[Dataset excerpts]
━━━━━━━━

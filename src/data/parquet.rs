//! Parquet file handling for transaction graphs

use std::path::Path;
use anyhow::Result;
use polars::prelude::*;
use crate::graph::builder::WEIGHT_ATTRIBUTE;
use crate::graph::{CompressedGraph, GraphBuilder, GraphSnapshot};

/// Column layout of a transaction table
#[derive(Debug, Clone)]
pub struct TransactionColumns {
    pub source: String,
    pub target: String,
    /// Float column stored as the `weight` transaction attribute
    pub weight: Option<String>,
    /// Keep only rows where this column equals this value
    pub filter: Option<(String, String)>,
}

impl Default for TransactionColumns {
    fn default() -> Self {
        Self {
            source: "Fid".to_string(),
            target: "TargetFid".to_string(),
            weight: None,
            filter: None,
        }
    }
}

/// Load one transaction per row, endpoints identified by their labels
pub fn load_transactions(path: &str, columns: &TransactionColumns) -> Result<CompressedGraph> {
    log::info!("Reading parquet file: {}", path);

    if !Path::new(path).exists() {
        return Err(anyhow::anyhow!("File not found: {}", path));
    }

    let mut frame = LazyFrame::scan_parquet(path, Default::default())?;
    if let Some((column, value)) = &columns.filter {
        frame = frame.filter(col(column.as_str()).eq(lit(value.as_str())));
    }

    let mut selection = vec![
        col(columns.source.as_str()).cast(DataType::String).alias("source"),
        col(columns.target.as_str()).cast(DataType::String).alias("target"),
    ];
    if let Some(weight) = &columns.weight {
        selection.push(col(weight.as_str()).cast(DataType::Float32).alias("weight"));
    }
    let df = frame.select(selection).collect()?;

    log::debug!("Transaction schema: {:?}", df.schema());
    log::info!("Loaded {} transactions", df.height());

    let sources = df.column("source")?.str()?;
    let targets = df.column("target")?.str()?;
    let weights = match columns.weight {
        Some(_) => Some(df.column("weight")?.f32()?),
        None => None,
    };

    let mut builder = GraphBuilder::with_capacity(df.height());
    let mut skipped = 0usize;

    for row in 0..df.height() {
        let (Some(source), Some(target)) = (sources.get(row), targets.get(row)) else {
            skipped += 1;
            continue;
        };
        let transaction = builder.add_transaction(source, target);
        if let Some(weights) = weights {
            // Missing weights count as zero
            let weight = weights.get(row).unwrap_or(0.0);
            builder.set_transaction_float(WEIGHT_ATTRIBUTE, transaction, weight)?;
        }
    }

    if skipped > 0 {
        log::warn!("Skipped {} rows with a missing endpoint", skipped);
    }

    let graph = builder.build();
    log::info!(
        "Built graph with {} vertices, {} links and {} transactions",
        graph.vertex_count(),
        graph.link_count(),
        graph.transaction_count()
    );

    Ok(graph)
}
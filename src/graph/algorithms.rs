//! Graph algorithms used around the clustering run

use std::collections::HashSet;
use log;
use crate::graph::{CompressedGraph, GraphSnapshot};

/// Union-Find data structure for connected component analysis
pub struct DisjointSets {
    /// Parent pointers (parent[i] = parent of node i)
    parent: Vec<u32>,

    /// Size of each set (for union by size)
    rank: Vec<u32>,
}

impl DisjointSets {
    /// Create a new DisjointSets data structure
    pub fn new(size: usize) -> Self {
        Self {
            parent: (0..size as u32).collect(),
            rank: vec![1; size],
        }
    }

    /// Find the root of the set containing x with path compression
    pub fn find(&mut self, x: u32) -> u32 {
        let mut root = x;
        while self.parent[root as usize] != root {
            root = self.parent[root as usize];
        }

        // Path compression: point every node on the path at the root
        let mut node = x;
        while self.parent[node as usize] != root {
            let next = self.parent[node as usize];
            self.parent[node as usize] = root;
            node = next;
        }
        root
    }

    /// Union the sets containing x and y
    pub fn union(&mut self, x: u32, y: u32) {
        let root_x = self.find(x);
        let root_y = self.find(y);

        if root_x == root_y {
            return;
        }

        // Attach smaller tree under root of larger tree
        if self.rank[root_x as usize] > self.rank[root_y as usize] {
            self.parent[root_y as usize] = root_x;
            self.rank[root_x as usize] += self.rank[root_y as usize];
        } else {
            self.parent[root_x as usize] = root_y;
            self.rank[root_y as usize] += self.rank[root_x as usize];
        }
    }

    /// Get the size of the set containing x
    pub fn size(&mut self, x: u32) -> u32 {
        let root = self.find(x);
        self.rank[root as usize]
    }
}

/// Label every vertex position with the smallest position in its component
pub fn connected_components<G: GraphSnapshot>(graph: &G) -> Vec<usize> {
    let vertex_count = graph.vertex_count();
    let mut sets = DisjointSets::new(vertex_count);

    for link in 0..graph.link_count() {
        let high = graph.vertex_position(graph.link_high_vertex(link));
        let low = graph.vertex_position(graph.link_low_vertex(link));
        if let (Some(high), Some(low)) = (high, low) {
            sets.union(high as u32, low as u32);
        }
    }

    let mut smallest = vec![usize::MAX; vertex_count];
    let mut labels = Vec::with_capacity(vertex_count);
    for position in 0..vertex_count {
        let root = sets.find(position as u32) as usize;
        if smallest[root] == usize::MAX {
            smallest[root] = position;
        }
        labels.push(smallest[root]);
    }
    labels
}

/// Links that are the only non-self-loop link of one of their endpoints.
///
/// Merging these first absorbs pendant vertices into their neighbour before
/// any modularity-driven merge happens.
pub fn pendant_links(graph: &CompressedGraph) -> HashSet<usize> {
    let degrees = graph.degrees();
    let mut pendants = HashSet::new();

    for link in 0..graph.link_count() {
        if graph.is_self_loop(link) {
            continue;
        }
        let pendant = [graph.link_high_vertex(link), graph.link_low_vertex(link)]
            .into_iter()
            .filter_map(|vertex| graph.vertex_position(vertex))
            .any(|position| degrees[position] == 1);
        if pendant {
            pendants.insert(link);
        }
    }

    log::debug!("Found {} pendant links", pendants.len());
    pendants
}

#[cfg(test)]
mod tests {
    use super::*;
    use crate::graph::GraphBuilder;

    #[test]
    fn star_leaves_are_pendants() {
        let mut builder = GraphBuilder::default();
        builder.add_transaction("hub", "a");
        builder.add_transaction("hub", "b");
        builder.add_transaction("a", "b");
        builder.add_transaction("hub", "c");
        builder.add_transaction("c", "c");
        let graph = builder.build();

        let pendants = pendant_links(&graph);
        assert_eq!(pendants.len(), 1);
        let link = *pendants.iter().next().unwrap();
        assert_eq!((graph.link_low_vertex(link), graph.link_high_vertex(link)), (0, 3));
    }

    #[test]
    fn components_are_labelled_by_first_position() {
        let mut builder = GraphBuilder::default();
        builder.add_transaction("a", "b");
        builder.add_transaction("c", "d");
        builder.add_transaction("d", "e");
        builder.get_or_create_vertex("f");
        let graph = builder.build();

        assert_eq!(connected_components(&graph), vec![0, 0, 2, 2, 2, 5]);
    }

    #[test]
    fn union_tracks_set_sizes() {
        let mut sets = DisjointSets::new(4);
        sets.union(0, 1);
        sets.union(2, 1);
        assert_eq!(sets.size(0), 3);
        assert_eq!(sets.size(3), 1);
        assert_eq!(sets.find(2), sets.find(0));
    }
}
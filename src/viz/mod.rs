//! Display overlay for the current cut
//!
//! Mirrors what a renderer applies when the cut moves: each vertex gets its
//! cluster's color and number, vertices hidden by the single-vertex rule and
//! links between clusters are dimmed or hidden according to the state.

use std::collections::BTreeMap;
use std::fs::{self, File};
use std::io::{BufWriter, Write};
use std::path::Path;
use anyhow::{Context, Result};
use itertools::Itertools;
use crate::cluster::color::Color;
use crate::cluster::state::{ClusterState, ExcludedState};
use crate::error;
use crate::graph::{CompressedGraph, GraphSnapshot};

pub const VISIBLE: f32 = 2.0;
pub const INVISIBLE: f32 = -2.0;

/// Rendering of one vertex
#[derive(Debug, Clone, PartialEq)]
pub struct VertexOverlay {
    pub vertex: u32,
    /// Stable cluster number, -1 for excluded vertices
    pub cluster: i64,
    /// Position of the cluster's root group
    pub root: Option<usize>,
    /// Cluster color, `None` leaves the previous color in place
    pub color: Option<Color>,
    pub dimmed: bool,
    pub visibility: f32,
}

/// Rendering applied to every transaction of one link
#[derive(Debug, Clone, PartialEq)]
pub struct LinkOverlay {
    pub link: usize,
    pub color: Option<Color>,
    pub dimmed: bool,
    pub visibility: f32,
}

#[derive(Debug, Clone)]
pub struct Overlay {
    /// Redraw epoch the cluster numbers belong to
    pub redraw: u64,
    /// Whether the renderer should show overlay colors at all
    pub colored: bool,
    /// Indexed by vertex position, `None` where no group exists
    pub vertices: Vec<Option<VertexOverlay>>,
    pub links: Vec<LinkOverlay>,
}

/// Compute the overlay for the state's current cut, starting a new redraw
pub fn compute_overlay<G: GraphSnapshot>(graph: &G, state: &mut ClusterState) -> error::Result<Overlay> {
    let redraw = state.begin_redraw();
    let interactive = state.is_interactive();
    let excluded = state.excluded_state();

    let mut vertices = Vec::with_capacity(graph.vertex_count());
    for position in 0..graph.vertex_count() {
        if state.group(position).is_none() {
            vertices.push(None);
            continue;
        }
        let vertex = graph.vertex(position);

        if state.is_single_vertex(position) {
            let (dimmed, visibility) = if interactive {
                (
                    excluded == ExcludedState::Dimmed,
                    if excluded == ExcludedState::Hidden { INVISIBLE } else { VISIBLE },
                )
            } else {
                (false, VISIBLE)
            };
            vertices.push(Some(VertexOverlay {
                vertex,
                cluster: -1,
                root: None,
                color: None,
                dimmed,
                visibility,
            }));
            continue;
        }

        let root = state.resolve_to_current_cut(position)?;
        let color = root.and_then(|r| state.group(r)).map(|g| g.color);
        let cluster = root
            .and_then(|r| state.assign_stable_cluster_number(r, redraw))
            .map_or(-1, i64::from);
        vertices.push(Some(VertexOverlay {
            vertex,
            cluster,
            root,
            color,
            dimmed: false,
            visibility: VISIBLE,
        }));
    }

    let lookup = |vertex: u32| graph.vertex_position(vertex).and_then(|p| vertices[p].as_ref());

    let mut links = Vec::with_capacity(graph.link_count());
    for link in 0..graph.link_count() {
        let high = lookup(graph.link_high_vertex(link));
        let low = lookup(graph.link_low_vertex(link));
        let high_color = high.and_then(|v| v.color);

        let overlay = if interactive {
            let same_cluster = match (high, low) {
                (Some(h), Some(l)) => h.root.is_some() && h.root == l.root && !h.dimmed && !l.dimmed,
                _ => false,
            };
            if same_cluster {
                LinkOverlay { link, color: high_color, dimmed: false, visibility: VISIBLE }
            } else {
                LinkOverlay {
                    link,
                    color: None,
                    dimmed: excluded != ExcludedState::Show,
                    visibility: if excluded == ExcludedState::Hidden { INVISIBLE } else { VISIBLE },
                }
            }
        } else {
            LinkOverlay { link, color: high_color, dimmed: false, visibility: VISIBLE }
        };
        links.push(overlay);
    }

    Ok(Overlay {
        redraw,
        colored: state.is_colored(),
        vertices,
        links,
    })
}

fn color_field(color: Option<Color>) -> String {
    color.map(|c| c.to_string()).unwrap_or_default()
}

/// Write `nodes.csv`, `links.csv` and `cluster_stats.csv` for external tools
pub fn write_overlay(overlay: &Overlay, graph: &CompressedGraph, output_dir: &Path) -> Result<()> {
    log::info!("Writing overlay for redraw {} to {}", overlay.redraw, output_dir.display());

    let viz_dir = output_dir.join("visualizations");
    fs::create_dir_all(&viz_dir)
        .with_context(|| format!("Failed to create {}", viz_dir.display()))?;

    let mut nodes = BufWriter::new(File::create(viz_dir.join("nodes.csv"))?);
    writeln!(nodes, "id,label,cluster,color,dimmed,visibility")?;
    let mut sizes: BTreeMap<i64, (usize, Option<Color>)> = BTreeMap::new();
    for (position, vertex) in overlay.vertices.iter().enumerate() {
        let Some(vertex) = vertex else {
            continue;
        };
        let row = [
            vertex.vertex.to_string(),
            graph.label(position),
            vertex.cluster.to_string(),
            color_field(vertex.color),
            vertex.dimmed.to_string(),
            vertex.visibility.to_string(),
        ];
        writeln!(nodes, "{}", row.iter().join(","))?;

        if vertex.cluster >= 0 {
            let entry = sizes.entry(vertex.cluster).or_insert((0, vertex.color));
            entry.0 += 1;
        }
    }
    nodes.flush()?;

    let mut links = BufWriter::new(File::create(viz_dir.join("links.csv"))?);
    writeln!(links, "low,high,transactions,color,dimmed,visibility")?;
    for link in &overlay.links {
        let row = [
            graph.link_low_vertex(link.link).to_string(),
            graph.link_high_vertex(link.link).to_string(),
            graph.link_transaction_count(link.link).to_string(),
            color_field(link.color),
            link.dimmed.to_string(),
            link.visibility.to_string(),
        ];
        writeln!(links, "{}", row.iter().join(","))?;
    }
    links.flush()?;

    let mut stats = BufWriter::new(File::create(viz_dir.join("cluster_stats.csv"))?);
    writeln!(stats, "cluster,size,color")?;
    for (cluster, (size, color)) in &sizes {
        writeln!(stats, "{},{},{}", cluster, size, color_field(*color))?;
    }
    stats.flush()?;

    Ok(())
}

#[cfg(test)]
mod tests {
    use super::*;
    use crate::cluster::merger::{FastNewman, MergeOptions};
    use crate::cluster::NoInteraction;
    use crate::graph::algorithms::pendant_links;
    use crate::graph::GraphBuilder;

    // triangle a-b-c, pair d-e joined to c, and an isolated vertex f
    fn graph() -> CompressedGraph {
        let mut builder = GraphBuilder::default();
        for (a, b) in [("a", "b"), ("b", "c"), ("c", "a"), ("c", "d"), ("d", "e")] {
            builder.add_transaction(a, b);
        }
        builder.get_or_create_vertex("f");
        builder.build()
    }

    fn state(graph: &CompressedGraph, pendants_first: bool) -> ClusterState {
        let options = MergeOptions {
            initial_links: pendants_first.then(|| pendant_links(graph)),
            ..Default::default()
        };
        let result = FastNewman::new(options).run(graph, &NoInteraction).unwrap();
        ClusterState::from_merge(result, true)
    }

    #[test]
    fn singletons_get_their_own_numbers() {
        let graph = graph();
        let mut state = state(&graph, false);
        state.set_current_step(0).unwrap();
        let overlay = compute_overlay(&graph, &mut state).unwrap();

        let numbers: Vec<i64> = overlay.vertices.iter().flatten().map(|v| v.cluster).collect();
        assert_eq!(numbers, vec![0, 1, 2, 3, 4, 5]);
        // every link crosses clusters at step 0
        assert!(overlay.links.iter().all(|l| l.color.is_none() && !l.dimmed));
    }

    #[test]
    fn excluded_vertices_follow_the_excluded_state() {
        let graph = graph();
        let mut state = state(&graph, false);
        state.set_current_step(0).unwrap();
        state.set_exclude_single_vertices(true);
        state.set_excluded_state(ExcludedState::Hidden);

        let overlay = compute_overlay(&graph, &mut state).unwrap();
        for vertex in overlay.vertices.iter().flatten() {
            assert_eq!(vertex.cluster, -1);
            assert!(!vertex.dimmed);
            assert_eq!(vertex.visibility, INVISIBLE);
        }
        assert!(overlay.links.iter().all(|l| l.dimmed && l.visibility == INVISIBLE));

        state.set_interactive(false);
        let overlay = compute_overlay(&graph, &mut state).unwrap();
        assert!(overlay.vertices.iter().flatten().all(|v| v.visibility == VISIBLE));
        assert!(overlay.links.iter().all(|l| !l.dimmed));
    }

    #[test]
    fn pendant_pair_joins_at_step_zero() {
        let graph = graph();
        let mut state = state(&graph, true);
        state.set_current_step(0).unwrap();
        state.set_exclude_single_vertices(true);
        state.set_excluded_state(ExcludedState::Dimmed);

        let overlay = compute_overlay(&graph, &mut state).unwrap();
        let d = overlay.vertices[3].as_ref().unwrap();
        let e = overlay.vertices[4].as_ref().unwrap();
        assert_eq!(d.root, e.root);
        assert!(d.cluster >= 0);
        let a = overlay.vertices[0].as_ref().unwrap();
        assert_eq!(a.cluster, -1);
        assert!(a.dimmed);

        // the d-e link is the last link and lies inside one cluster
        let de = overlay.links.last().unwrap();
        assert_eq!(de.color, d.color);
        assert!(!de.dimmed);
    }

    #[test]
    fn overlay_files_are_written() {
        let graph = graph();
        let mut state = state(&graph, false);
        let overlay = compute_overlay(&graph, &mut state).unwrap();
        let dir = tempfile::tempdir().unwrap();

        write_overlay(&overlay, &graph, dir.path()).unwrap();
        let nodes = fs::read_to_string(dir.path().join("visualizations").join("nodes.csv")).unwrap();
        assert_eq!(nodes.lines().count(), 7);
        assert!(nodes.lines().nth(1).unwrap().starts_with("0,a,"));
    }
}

━━━━━━━━

§ Work request
Please give an exact copy of the lines above, beginning with the line containing "the clustering run" and running through the line containing "pub struct DisjointSets", and of no other lines.

§ Reply to the task
//! Graph algorithms used around the clustering run

use std::collections::HashSet;
use log;
use crate::graph::{CompressedGraph, GraphSnapshot};

/// Union-Find data structure for connected component analysis
pub struct DisjointSets {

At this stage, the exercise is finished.